_Provided data_.
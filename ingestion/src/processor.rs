use crate::embedding::{DeterministicEmbedder, Embedder};
use crate::error::IngestionError;
use crate::normalizer::{normalize, RawEvent};
use jobs::retry::{retry_transient, RetryPolicy};
use sentinel_core::audit::{AuditEvent, AuditOperation, AuditOutcome, AuditSink};
use sentinel_core::clock::{Clock, SystemClock};
use sentinel_core::config::AppConfig;
use sentinel_core::error::{ErrorKind, SentinelError};
use sentinel_core::model::Post;
use std::sync::Arc;
use std::time::Duration;
use storage::index::SimilarityIndex;
use storage::repo::{InsertOutcome, Repository};
use tracing::{debug, error, info, warn};

#[derive(Debug, Clone, PartialEq)]
pub enum IngestOutcome {
    /// Newly stored post, embedding attached.
    Ingested(Post),
    /// Stored by an earlier delivery whose embedding never completed; the
    /// embedding is attached now.
    Resumed(Post),
    /// The id was seen before; nothing changed.
    Duplicate { post_id: String },
}

/// Normalize → store (idempotent) → upsert account → embed → index.
pub struct IngestionPipeline {
    repo: Arc<Repository>,
    index: Arc<SimilarityIndex>,
    embedder: Arc<dyn Embedder>,
    clock: Arc<dyn Clock>,
    model_id: String,
    embedding_timeout: Duration,
    max_future_skew: chrono::Duration,
    retry: RetryPolicy,
    audit_sink: Option<Arc<dyn AuditSink>>,
    dead_letter_sink: Option<Arc<dyn AuditSink>>,
}

impl IngestionPipeline {
    pub fn new(repo: Arc<Repository>, index: Arc<SimilarityIndex>, config: &AppConfig) -> Self {
        Self::with_components(
            repo,
            index,
            Arc::new(DeterministicEmbedder::new(config.ingestion.embedding_dims)),
            Arc::new(SystemClock),
            config,
        )
    }

    pub fn with_components(
        repo: Arc<Repository>,
        index: Arc<SimilarityIndex>,
        embedder: Arc<dyn Embedder>,
        clock: Arc<dyn Clock>,
        config: &AppConfig,
    ) -> Self {
        Self {
            repo,
            index,
            embedder,
            clock,
            model_id: config.ingestion.model_id.clone(),
            embedding_timeout: Duration::from_millis(config.ingestion.embedding_timeout_ms),
            max_future_skew: chrono::Duration::seconds(config.ingestion.max_future_skew_secs),
            retry: RetryPolicy::from_config(&config.jobs),
            audit_sink: None,
            dead_letter_sink: None,
        }
    }

    pub fn set_audit_sink(&mut self, sink: Arc<dyn AuditSink>) {
        self.audit_sink = Some(sink);
    }

    pub fn set_dead_letter_sink(&mut self, sink: Arc<dyn AuditSink>) {
        self.dead_letter_sink = Some(sink);
    }

    pub fn set_retry_policy(&mut self, retry: RetryPolicy) {
        self.retry = retry;
    }

    pub async fn ingest(&self, raw: RawEvent) -> Result<IngestOutcome, IngestionError> {
        let event = match normalize(&raw, self.clock.now(), self.max_future_skew) {
            Ok(event) => event,
            Err(e) => {
                warn!(platform = %raw.platform, "dropping malformed event: {}", e);
                self.audit(
                    AuditEvent::new(AuditOperation::Ingest, AuditOutcome::Dropped)
                        .kind(ErrorKind::MalformedEvent)
                        .with("platform", raw.platform.clone())
                        .with("reason", e.to_string()),
                );
                return Err(e);
            }
        };

        let mut post = event.post;
        for handle in &event.mention_handles {
            match self.repo.resolve_handle(handle) {
                Some(account_id) if account_id != post.author_id => {
                    if !post.mentions.contains(&account_id) {
                        post.mentions.push(account_id);
                    }
                }
                Some(_) => {}
                None => debug!(post_id = %post.id, handle = %handle, "unresolved mention"),
            }
        }

        if self.repo.insert_post(post.clone(), &event.author) == InsertOutcome::Duplicate {
            return match self.repo.get_post(&post.id) {
                Some(mut stored) if stored.embedding.is_none() => {
                    info!(post_id = %stored.id, "redelivered post still unembedded, resuming");
                    stored.embedding = Some(self.embed_post(&stored).await?);
                    Ok(IngestOutcome::Resumed(stored))
                }
                _ => {
                    debug!(post_id = %post.id, "duplicate post ignored");
                    Ok(IngestOutcome::Duplicate { post_id: post.id })
                }
            };
        }

        post.embedding = Some(self.embed_post(&post).await?);
        Ok(IngestOutcome::Ingested(post))
    }

    /// Embeds a stored post and makes it searchable. Used on first ingest, on
    /// redelivery of a post whose embedding failed, and when replaying dead
    /// letters.
    pub async fn embed_post(&self, post: &Post) -> Result<Vec<f32>, IngestionError> {
        if let Some(existing) = self.repo.get_post(&post.id).and_then(|p| p.embedding) {
            return Ok(existing);
        }

        let timeout_ms = self.embedding_timeout.as_millis() as u64;
        let result = retry_transient(&self.retry, "embed", |_| async move {
            match tokio::time::timeout(
                self.embedding_timeout,
                self.embedder.embed(&post.text, &self.model_id),
            )
            .await
            {
                Ok(Ok(vector)) => Ok(vector),
                Ok(Err(e)) => Err(IngestionError::Embedding(e)),
                Err(_) => Err(IngestionError::EmbeddingTimeout {
                    post_id: post.id.clone(),
                    timeout_ms,
                }),
            }
        })
        .await;

        let embedding = match result {
            Ok(embedding) => embedding,
            Err(failure) => {
                let attempts = failure.attempts();
                let exhausted = failure.is_exhausted();
                let e = failure.into_inner();
                if exhausted {
                    error!(post_id = %post.id, attempts, "embedding dead-lettered: {}", e);
                    self.dead_letter(
                        AuditEvent::new(AuditOperation::Embed, AuditOutcome::DeadLettered)
                            .entity(post.id.clone())
                            .kind(e.error_kind())
                            .with("attempts", attempts.to_string())
                            .with("reason", e.to_string()),
                    );
                } else {
                    error!(post_id = %post.id, "embedding failed: {}", e);
                    self.audit(
                        AuditEvent::new(AuditOperation::Embed, AuditOutcome::Failed)
                            .entity(post.id.clone())
                            .kind(e.error_kind())
                            .with("reason", e.to_string()),
                    );
                }
                return Err(e);
            }
        };

        self.repo.attach_embedding(&post.id, embedding.clone())?;
        self.index.insert(&post.id, &embedding)?;
        Ok(embedding)
    }

    fn audit(&self, event: AuditEvent) {
        if let Some(sink) = &self.audit_sink {
            if let Err(e) = sink.record(event) {
                warn!("failed to record audit event: {}", e);
            }
        }
    }

    fn dead_letter(&self, event: AuditEvent) {
        match &self.dead_letter_sink {
            Some(sink) => {
                if let Err(e) = sink.record(event) {
                    error!("failed to write dead letter: {}", e);
                }
            }
            None => self.audit(event),
        }
    }
}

_Work required_.
Extract all lines from the material above that include the word "AppConfig".

_Task output_.
use sentinel_core::config::AppConfig;
    pub fn new(repo: Arc<Repository>, index: Arc<SimilarityIndex>, config: &AppConfig) -> Self {
        config: &AppConfig,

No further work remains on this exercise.